BEGIN Material provided
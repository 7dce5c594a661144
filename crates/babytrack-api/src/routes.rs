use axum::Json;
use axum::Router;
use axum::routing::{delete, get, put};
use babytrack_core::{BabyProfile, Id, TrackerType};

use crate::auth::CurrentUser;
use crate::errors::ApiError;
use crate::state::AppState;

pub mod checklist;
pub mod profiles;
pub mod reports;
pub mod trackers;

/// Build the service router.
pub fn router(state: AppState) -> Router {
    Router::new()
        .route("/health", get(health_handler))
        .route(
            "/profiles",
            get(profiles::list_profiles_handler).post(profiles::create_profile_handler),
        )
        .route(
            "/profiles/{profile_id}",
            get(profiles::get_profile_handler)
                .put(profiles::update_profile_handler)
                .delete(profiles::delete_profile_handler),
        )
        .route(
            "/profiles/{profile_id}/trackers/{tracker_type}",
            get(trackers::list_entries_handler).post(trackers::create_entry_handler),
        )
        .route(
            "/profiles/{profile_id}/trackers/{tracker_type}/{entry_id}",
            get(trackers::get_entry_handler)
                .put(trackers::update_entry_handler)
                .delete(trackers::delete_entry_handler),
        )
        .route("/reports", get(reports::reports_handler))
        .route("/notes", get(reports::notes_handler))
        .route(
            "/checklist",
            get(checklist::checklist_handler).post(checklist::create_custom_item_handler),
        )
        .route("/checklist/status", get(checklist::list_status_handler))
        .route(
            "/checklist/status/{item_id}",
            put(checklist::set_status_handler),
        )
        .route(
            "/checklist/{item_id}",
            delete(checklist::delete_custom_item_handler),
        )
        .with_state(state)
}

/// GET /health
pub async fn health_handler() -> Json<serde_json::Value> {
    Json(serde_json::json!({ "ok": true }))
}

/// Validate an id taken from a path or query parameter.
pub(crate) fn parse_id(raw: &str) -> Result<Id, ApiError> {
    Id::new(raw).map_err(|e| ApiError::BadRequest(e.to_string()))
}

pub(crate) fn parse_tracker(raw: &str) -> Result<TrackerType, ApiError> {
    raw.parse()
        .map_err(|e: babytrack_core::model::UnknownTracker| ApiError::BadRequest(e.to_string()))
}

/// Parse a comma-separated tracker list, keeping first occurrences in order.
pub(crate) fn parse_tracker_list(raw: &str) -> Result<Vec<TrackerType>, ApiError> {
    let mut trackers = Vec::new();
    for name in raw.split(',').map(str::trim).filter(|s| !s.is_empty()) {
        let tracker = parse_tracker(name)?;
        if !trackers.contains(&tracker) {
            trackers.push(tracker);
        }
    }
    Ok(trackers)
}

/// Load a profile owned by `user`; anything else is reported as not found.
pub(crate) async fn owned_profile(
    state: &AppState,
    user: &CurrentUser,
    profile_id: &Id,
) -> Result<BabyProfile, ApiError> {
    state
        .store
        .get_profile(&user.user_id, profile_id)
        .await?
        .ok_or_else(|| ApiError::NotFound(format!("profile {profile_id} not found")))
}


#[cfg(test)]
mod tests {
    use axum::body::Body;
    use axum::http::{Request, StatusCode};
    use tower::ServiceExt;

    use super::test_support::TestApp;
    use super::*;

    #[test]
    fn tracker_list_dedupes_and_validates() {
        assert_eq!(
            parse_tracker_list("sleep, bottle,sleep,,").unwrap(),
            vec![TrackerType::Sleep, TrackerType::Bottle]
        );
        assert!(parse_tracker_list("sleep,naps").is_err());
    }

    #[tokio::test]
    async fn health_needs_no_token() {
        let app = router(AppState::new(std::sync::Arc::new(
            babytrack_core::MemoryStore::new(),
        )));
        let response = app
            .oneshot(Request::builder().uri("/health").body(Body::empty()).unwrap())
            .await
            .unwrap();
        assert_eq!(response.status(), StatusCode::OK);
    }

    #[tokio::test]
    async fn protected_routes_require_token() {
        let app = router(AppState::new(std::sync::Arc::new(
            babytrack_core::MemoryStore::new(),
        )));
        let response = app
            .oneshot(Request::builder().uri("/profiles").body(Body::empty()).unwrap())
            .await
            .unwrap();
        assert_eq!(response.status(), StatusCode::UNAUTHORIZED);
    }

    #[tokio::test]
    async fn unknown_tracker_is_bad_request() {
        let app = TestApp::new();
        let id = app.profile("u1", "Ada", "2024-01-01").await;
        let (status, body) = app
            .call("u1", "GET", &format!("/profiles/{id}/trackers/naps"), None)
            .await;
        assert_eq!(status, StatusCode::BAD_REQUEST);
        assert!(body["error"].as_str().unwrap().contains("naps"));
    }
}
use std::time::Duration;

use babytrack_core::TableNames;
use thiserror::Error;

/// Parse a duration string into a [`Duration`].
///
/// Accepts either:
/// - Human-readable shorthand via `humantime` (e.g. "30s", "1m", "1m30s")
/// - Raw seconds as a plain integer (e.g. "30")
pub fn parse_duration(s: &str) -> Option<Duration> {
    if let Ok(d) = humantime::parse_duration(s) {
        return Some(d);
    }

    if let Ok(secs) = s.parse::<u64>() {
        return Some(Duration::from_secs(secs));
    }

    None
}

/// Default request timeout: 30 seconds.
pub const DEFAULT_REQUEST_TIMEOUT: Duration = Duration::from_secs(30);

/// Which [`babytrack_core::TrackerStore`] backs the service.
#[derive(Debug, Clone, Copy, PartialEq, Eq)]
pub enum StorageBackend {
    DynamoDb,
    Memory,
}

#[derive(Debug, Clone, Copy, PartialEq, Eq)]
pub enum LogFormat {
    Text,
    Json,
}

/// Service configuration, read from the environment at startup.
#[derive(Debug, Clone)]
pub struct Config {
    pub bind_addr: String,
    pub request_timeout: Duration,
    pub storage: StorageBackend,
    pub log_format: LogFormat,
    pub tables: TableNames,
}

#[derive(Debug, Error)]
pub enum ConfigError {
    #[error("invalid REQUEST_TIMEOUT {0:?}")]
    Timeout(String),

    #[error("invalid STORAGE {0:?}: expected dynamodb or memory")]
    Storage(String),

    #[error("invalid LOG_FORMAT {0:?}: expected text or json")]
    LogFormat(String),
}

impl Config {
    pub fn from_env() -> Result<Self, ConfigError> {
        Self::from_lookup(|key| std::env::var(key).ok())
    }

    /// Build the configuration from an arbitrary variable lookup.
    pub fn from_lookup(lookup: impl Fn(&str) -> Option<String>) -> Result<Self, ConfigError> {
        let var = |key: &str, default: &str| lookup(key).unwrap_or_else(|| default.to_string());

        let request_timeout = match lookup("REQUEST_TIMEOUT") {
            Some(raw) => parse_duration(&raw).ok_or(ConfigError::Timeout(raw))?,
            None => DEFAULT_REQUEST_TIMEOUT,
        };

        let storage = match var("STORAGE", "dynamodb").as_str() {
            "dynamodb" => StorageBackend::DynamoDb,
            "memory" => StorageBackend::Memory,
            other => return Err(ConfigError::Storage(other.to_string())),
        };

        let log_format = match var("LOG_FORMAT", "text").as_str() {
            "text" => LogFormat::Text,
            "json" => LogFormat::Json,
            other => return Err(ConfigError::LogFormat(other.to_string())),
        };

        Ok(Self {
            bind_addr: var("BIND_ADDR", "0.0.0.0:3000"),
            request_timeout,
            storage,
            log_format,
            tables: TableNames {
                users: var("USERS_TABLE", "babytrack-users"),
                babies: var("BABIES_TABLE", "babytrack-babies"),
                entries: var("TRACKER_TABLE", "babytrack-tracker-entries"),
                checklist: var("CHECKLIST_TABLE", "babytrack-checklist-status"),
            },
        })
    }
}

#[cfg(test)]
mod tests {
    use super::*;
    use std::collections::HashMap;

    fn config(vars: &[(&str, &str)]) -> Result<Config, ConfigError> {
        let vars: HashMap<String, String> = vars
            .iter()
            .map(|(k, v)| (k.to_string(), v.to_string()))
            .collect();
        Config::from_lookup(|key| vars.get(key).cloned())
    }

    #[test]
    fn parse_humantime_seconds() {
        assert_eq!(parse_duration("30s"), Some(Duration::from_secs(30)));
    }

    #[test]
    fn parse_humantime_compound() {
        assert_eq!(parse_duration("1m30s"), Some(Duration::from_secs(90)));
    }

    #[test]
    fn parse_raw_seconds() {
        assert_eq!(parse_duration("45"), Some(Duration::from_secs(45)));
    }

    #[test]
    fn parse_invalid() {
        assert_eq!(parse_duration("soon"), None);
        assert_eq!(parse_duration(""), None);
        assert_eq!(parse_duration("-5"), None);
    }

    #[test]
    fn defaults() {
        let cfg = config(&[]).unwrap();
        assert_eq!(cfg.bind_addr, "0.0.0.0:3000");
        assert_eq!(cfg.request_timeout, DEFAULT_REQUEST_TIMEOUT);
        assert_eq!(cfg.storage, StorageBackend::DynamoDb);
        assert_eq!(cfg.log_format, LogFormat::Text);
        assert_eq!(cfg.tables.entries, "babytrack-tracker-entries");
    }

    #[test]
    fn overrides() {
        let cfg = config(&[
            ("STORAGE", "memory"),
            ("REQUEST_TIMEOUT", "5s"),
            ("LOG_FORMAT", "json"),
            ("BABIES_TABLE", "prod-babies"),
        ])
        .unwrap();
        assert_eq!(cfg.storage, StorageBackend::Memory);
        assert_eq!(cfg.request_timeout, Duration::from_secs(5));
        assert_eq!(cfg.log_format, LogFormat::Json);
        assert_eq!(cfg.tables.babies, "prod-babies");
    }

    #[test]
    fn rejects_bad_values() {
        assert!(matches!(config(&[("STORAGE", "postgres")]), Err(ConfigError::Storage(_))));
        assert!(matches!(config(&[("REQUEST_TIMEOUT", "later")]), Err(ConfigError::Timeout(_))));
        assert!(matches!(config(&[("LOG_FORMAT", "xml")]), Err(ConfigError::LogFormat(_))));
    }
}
END Material provided
What is required: Return, unchanged, the run of lines above that opens with the line containing "Ok(trackers)" and closes with the line containing "let app = TestApp::new();". Include both.

Completed exercise:
    Ok(trackers)
}

/// Load a profile owned by `user`; anything else is reported as not found.
pub(crate) async fn owned_profile(
    state: &AppState,
    user: &CurrentUser,
    profile_id: &Id,
) -> Result<BabyProfile, ApiError> {
    state
        .store
        .get_profile(&user.user_id, profile_id)
        .await?
        .ok_or_else(|| ApiError::NotFound(format!("profile {profile_id} not found")))
}


#[cfg(test)]
mod tests {
    use axum::body::Body;
    use axum::http::{Request, StatusCode};
    use tower::ServiceExt;

    use super::test_support::TestApp;
    use super::*;

    #[test]
    fn tracker_list_dedupes_and_validates() {
        assert_eq!(
            parse_tracker_list("sleep, bottle,sleep,,").unwrap(),
            vec![TrackerType::Sleep, TrackerType::Bottle]
        );
        assert!(parse_tracker_list("sleep,naps").is_err());
    }

    #[tokio::test]
    async fn health_needs_no_token() {
        let app = router(AppState::new(std::sync::Arc::new(
            babytrack_core::MemoryStore::new(),
        )));
        let response = app
            .oneshot(Request::builder().uri("/health").body(Body::empty()).unwrap())
            .await
            .unwrap();
        assert_eq!(response.status(), StatusCode::OK);
    }

    #[tokio::test]
    async fn protected_routes_require_token() {
        let app = router(AppState::new(std::sync::Arc::new(
            babytrack_core::MemoryStore::new(),
        )));
        let response = app
            .oneshot(Request::builder().uri("/profiles").body(Body::empty()).unwrap())
            .await
            .unwrap();
        assert_eq!(response.status(), StatusCode::UNAUTHORIZED);
    }

    #[tokio::test]
    async fn unknown_tracker_is_bad_request() {
        let app = TestApp::new();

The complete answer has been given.